Genomic analysis of antigenic diversity in Brazilian Trypanosoma vivax strains

Project summary

Animal African trypanosomiasis (AAT) is a livestock disease caused by a blood parasite called Trypanosoma vivax. In South America, biting flies transmit T. vivax resulting in frequent AAT epidemics, substantial animal mortality and economic loss.

The development of vaccines against AAT in Brazil and elsewhere is a priority. A vaccine has enormous commercial potential in Brazil, which is the world’s largest beef exporter and where meat exports are around 7% of GDP. AAT infection reduces profit per animal by 11%, so a sustainable solution to AAT will have direct economic benefits to livestock production in Brazil and across South America. However, research on human trypanosomes has shown that they change their surface proteins to prevent the immune system from identifying and destroying them. Due to this process of antigenic variation, vaccination against AAT has generally been considered impossible.

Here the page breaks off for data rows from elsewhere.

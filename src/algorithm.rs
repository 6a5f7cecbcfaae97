//! Adaptive-bounds outlier detection
//!
//! Each observation is checked against the confidence band predicted at the
//! previous step. Rejected observations are replaced by the previous
//! prediction, so the signal model keeps following its own trajectory, while
//! the uncertainty model still sees the raw deviation: a streak of outliers
//! widens the band until the filter can catch up with a genuine level shift.

use crate::error::{FilterError, Result};
use crate::model::{SignalModel, UncertaintyModel};
use crate::row::{ObservationRow, ResultRow};
use crate::traits::FilterAlgorithm;
use log::trace;
use serde::{Deserialize, Serialize};

/// Comparison used against the predicted limits
#[derive(Debug, Clone, Copy, Default, PartialEq, Eq, Serialize, Deserialize)]
#[serde(rename_all = "snake_case")]
pub enum BoundCheck {
    /// Outlier when strictly outside `[lower, upper]`
    #[default]
    Exclusive,
    /// Outlier when outside `(lower, upper)`; landing on a limit counts
    Inclusive,
}

impl BoundCheck {
    /// Non-finite limits never flag an outlier
    pub fn is_outside(self, value: f64, lower: f64, upper: f64) -> bool {
        if !lower.is_finite() || !upper.is_finite() {
            return false;
        }
        match self {
            BoundCheck::Exclusive => value < lower || value > upper,
            BoundCheck::Inclusive => value <= lower || value >= upper,
        }
    }
}

#[derive(Debug, Clone, Copy, Default, PartialEq, Eq)]
pub struct AdaptiveBoundsAlgorithm {
    pub bound_check: BoundCheck,
}

impl AdaptiveBoundsAlgorithm {
    pub fn new(bound_check: BoundCheck) -> Self {
        Self { bound_check }
    }
}

impl FilterAlgorithm for AdaptiveBoundsAlgorithm {
    fn step(
        &self,
        observation: &ObservationRow,
        previous: &[ResultRow],
        signal_model: &mut SignalModel,
        uncertainty_model: &mut UncertaintyModel,
    ) -> Result<ResultRow> {
        let value = match observation.values.as_slice() {
            [value] => *value,
            values => {
                return Err(FilterError::InputShape {
                    expected: 1,
                    got: values.len(),
                })
            }
        };

        let prior = previous.last().and_then(|row| {
            Some((
                *row.predicted_values.first()?,
                *row.predicted_lower_limits.first()?,
                *row.predicted_upper_limits.first()?,
            ))
        });

        // NaN or infinite input is never accepted into the signal kernel
        let (is_outlier, accepted, deviation) = match prior {
            Some((predicted, _, _)) if !value.is_finite() => (true, predicted, 0.0),
            Some((predicted, lower, upper)) => {
                let is_outlier = self.bound_check.is_outside(value, lower, upper);
                let deviation = (value - predicted).abs();
                (
                    is_outlier,
                    if is_outlier { predicted } else { value },
                    if deviation.is_finite() { deviation } else { 0.0 },
                )
            }
            None if !value.is_finite() => {
                return Err(FilterError::InvalidNumericValue(format!(
                    "{} at {} with no prior forecast",
                    value, observation.index
                )))
            }
            None => (false, value, 0.0),
        };
        let accepted = vec![accepted];

        let predicted = signal_model.predict_step(&accepted)?;
        let half_widths = uncertainty_model.predict_step(&[deviation])?;

        let upper = predicted
            .iter()
            .zip(&half_widths)
            .map(|(p, w)| p + w)
            .collect();
        let lower = predicted
            .iter()
            .zip(&half_widths)
            .map(|(p, w)| p - w)
            .collect();

        trace!(
            "[Algorithm] {}: x={} accepted={:?} next={:?} +/-{:?}",
            observation.index,
            value,
            accepted,
            predicted,
            half_widths
        );

        Ok(ResultRow {
            index: observation.index,
            input_values: observation.values.clone(),
            inputs_are_outliers: vec![is_outlier],
            accepted_values: accepted,
            predicted_values: predicted,
            predicted_upper_limits: upper,
            predicted_lower_limits: lower,
        })
    }
}

#[cfg(test)]
mod tests {
    use super::*;
    use crate::kernel::Kernel;

    fn models() -> (SignalModel, UncertaintyModel) {
        (
            SignalModel::with_fixed_kernel(Kernel::with_order(1, 0.5).unwrap()),
            UncertaintyModel::with_fixed_parameters(Kernel::with_order(1, 0.1).unwrap(), 1.0, 1.0, 1.0),
        )
    }

    #[test]
    fn test_bound_check_policies() {
        assert!(!BoundCheck::Exclusive.is_outside(1.0, 1.0, 2.0));
        assert!(BoundCheck::Inclusive.is_outside(1.0, 1.0, 2.0));
        assert!(BoundCheck::Exclusive.is_outside(2.5, 1.0, 2.0));
        assert!(!BoundCheck::Exclusive.is_outside(100.0, f64::NAN, 2.0));
    }

    #[test]
    fn test_first_step_accepts_observation() {
        let (mut signal, mut uncertainty) = models();
        let algorithm = AdaptiveBoundsAlgorithm::default();
        let row = algorithm
            .step(&ObservationRow::scalar(0i64, 4.0), &[], &mut signal, &mut uncertainty)
            .unwrap();

        assert!(!row.is_outlier());
        assert_eq!(row.accepted_values, vec![4.0]);
        assert_eq!(row.predicted_values, vec![4.0]);
        // Band: 1.25 * max(1.0, 0.1*0 + 0.9*1.0)
        assert!((row.predicted_upper_limits[0] - 5.25).abs() < 1e-12);
        assert!((row.predicted_lower_limits[0] - 2.75).abs() < 1e-12);
    }

    #[test]
    fn test_outlier_replaced_by_previous_prediction() {
        let (mut signal, mut uncertainty) = models();
        let algorithm = AdaptiveBoundsAlgorithm::default();
        let first = algorithm
            .step(&ObservationRow::scalar(0i64, 4.0), &[], &mut signal, &mut uncertainty)
            .unwrap();
        let second = algorithm
            .step(
                &ObservationRow::scalar(1i64, 40.0),
                std::slice::from_ref(&first),
                &mut signal,
                &mut uncertainty,
            )
            .unwrap();

        assert!(second.is_outlier());
        assert_eq!(second.input_values, vec![40.0]);
        assert_eq!(second.accepted_values, vec![4.0]);
        // Raw deviation 36 widens the band: 1.25 * (0.1*36 + 0.9*0.9)
        let half_width = second.predicted_upper_limits[0] - second.predicted_values[0];
        assert!((half_width - 1.25 * (3.6 + 0.81)).abs() < 1e-9);
    }

    #[test]
    fn test_multi_channel_row_is_shape_error() {
        let (mut signal, mut uncertainty) = models();
        let algorithm = AdaptiveBoundsAlgorithm::default();
        let err = algorithm
            .step(
                &ObservationRow::new(0i64, vec![1.0, 2.0]),
                &[],
                &mut signal,
                &mut uncertainty,
            )
            .unwrap_err();
        assert_eq!(err, FilterError::InputShape { expected: 1, got: 2 });

        let err = algorithm
            .step(&ObservationRow::new(0i64, vec![]), &[], &mut signal, &mut uncertainty)
            .unwrap_err();
        assert_eq!(err, FilterError::InputShape { expected: 1, got: 0 });
    }

    #[test]
    fn test_non_finite_value_is_flagged_and_replaced() {
        let (mut signal, mut uncertainty) = models();
        let algorithm = AdaptiveBoundsAlgorithm::default();
        let mut previous = algorithm
            .step(&ObservationRow::scalar(0i64, 4.0), &[], &mut signal, &mut uncertainty)
            .unwrap();

        for (i, bad) in [f64::NAN, f64::INFINITY, f64::NEG_INFINITY].into_iter().enumerate() {
            let row = algorithm
                .step(
                    &ObservationRow::scalar(i as i64 + 1, bad),
                    std::slice::from_ref(&previous),
                    &mut signal,
                    &mut uncertainty,
                )
                .unwrap();
            assert!(row.is_outlier());
            assert_eq!(row.accepted_values, vec![4.0]);
            assert_eq!(row.predicted_values, vec![4.0]);
            assert!(row.predicted_upper_limits[0].is_finite());
            previous = row;
        }
    }

    #[test]
    fn test_non_finite_first_value_is_rejected() {
        let (mut signal, mut uncertainty) = models();
        let algorithm = AdaptiveBoundsAlgorithm::default();
        let err = algorithm
            .step(&ObservationRow::scalar(0i64, f64::NAN), &[], &mut signal, &mut uncertainty)
            .unwrap_err();
        assert!(matches!(err, FilterError::InvalidNumericValue(_)));
        assert!(!signal.kernel().is_initialized());
    }
}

However, our research on T. vivax has identified a suite of T. vivax-specific cell surface proteins that do not display antigenic variation, but do elicit strong immune responses in natural infections, and we have developed a system for producing T. vivax proteins for vaccination. One critical aspect of deciding if these antigens could work in a vaccine is their population genetics. To work universally, the vaccine antigen must be recognised every time a T. vivax infection occurs. This will only happen if the antigens are relatively well conserved across the parasites circulating in Brazil, which may have originated from multiple sources in Africa.

Our aim was to analyse genomic variation among Brazilian T. vivax genome sequences, to quantify the amount of variation in both Variant Surface Glycoprotein (VSG) genes and other, non-variant antigen genes. After comparing genomic repertoires of these gene families across Brazilian and African T. vivax strains, we concluded that these are largely conserved and not subject to frequent gene gain and loss, which would cause strains to diverge substantially over time. Our analysis of gene expression suggested that there could be substantial variation in which genes in the various families are expressed at a given time, which might compromise their use in a universal vaccine.

This project has provided key information on the natural polymorphism of Brazilian T. vivax antigens, which will be important when identifying a combination of protective antigens that can be used as an experimental vaccine in a clinical trial; this is an essential step in removing the burden of AAT on animal health and economic prosperity.